** Opening DATA LISTING block **

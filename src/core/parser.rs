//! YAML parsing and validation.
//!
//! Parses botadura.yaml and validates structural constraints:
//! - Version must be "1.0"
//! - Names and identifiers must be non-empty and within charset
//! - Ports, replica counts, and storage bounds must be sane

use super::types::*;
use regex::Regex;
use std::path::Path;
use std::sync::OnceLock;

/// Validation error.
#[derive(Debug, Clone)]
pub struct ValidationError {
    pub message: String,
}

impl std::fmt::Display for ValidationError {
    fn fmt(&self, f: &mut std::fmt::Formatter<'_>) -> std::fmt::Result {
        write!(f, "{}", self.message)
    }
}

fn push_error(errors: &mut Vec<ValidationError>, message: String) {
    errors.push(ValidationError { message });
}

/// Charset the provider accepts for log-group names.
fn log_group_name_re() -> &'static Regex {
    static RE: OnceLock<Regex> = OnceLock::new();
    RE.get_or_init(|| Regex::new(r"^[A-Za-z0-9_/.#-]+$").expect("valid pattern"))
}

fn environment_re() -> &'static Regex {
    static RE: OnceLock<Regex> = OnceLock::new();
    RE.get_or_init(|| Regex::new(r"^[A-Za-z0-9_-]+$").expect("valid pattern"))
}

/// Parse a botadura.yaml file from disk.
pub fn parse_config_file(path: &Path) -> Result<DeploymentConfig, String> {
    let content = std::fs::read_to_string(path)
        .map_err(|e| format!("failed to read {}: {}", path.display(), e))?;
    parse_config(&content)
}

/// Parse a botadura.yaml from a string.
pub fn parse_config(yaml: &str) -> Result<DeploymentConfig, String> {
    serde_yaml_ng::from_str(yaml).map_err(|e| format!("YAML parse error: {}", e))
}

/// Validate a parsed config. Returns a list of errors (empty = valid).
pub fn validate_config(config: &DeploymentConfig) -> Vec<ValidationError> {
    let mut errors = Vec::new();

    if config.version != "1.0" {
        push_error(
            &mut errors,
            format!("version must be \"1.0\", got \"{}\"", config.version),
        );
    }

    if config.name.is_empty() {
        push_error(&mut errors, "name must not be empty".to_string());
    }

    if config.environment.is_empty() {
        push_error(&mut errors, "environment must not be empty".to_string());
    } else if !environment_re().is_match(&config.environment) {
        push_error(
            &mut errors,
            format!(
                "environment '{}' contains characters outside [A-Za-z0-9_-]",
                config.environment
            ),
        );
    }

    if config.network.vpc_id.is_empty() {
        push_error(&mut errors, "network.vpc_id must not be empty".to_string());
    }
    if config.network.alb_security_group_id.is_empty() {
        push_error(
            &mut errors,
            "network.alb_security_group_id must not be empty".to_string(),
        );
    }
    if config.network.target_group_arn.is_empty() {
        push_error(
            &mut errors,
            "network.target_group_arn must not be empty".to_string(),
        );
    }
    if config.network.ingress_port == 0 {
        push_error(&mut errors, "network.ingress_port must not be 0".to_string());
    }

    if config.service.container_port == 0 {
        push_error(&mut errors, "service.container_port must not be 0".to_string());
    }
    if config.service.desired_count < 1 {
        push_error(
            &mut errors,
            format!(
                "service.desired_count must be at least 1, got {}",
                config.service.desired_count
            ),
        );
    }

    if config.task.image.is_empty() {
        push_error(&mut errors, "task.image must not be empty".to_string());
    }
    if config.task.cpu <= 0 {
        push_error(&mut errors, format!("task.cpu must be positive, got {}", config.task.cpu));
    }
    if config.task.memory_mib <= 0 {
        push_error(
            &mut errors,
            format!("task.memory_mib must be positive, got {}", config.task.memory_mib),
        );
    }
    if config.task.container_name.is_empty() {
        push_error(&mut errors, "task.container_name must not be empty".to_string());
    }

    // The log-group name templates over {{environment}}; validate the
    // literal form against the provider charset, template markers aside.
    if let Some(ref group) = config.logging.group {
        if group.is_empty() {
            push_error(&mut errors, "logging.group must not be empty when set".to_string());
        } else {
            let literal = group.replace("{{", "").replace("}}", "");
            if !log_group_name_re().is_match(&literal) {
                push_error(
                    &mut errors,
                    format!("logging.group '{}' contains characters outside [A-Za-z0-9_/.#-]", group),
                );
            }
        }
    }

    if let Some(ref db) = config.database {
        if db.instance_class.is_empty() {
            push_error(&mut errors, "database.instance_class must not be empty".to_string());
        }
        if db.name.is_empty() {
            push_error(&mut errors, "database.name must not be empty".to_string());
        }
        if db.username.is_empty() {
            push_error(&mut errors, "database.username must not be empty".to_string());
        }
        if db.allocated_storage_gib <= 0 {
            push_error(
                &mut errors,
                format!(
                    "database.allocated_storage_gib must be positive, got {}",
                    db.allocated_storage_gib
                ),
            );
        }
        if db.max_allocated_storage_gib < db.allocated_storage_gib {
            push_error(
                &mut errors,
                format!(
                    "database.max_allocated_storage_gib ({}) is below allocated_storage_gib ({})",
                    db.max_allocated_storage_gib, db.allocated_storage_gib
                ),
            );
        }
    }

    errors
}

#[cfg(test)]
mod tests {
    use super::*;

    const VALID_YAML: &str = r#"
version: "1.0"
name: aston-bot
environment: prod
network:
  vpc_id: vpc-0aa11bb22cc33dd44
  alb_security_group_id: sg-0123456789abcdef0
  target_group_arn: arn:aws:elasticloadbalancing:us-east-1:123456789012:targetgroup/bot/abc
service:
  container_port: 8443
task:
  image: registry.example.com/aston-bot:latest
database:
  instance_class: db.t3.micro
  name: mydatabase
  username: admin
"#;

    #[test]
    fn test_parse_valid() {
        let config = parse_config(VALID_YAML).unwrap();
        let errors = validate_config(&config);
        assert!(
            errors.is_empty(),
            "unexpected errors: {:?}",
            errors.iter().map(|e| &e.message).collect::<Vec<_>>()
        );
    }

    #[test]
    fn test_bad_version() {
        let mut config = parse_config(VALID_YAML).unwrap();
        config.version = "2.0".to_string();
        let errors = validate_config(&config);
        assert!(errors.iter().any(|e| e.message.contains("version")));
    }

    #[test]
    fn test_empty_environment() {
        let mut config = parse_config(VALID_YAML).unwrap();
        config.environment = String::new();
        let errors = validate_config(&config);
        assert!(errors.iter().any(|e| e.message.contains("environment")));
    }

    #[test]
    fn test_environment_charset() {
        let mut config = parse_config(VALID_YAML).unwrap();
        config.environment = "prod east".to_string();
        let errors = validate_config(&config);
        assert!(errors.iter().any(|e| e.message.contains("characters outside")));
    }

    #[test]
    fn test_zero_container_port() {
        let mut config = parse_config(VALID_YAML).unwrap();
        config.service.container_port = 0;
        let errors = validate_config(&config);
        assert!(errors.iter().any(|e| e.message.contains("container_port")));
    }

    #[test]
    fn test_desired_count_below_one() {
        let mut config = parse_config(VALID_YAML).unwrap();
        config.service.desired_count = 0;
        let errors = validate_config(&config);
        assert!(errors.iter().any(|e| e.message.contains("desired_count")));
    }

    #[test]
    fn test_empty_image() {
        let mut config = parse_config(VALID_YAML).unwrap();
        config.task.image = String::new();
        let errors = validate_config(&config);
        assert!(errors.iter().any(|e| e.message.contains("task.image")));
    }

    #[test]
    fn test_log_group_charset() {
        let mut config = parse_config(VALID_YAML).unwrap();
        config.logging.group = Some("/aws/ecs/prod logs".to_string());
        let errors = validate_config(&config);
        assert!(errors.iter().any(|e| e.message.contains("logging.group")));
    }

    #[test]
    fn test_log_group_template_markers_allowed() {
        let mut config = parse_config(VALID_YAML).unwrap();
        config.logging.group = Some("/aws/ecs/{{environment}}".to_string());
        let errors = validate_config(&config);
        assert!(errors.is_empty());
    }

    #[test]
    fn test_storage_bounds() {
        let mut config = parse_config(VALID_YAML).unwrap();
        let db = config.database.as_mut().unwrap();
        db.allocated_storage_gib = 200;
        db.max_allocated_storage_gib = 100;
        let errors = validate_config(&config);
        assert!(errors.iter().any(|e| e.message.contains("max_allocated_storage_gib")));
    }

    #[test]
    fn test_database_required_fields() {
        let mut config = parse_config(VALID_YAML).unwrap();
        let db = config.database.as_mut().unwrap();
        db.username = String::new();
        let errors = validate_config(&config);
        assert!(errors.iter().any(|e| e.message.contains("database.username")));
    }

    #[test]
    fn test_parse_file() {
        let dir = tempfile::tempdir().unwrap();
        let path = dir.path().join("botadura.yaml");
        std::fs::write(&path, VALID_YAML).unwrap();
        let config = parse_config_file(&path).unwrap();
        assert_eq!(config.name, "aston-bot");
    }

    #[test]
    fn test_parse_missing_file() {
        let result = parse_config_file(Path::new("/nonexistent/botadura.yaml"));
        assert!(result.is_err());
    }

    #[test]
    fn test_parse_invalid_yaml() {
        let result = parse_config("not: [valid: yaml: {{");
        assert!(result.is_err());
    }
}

** Closing DATA LISTING block **
** Opening DATA LISTING block **

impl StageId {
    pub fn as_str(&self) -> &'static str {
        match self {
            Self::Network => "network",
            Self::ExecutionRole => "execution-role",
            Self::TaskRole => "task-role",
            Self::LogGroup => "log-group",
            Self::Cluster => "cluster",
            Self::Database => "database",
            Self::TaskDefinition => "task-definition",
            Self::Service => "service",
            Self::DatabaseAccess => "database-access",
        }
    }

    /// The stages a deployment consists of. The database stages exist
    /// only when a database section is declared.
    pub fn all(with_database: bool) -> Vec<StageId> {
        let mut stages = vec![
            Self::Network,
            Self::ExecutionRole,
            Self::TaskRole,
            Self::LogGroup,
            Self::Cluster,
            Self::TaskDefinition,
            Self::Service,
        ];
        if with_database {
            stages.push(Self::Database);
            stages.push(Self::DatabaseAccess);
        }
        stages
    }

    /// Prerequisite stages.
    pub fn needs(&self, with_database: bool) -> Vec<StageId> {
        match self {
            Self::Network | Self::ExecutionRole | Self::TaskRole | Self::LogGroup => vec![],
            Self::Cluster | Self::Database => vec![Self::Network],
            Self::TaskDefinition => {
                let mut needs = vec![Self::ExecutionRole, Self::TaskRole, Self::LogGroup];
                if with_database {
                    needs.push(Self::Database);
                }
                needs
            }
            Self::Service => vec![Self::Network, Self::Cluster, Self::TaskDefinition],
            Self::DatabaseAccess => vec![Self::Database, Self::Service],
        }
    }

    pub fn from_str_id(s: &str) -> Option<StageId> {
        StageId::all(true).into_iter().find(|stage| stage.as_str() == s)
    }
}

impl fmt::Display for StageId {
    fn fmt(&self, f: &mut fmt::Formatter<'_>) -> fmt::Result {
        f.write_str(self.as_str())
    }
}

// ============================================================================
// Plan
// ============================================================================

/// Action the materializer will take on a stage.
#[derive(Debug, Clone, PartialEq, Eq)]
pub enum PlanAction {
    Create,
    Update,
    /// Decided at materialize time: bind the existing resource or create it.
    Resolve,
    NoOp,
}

** Closing DATA LISTING block **

» **WHAT TO PRODUCE**:
Every line above with the string "username" in it needs to be copied.

» **SOLUTION**:
        if db.username.is_empty() {
            push_error(&mut errors, "database.username must not be empty".to_string());
  username: admin
        db.username = String::new();
        assert!(errors.iter().any(|e| e.message.contains("database.username")));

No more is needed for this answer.